▸ PROBLEM STATEMENT
An exact repetition of the listing is required.

▸ GIVEN RECORDS
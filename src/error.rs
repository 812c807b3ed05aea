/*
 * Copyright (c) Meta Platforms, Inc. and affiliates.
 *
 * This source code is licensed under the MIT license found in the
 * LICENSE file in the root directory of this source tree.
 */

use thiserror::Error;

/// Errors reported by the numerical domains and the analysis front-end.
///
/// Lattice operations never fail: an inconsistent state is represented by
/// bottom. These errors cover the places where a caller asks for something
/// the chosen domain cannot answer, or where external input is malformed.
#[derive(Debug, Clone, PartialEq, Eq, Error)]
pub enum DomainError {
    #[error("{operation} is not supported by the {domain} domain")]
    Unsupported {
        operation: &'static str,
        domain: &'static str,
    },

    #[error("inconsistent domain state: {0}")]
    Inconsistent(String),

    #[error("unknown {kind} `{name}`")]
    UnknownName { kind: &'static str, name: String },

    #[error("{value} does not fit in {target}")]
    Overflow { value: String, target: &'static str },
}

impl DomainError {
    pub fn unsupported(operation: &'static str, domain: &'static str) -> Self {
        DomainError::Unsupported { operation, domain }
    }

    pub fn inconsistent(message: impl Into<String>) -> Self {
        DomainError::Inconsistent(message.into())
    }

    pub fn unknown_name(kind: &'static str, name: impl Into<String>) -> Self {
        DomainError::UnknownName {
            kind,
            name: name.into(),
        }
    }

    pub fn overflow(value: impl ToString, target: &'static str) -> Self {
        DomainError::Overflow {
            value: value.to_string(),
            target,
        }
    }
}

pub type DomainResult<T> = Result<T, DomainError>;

▸ OUTPUT OF THE TASK
filename src/error.rs
repository 812c807b3ed05aea
/*
 * Copyright (c) Meta Platforms, Inc. and affiliates.
 *
 * This source code is licensed under the MIT license found in the
 * LICENSE file in the root directory of this source tree.
 */

use thiserror::Error;

/// Errors reported by the numerical domains and the analysis front-end.
///
/// Lattice operations never fail: an inconsistent state is represented by
/// bottom. These errors cover the places where a caller asks for something
/// the chosen domain cannot answer, or where external input is malformed.
#[derive(Debug, Clone, PartialEq, Eq, Error)]
pub enum DomainError {
    #[error("{operation} is not supported by the {domain} domain")]
    Unsupported {
        operation: &'static str,
        domain: &'static str,
    },

    #[error("inconsistent domain state: {0}")]
    Inconsistent(String),

    #[error("unknown {kind} `{name}`")]
    UnknownName { kind: &'static str, name: String },

    #[error("{value} does not fit in {target}")]
    Overflow { value: String, target: &'static str },
}

impl DomainError {
    pub fn unsupported(operation: &'static str, domain: &'static str) -> Self {
        DomainError::Unsupported { operation, domain }
    }

    pub fn inconsistent(message: impl Into<String>) -> Self {
        DomainError::Inconsistent(message.into())
    }

    pub fn unknown_name(kind: &'static str, name: impl Into<String>) -> Self {
        DomainError::UnknownName {
            kind,
            name: name.into(),
        }
    }

    pub fn overflow(value: impl ToString, target: &'static str) -> Self {
        DomainError::Overflow {
            value: value.to_string(),
            target,
        }
    }
}

pub type DomainResult<T> = Result<T, DomainError>;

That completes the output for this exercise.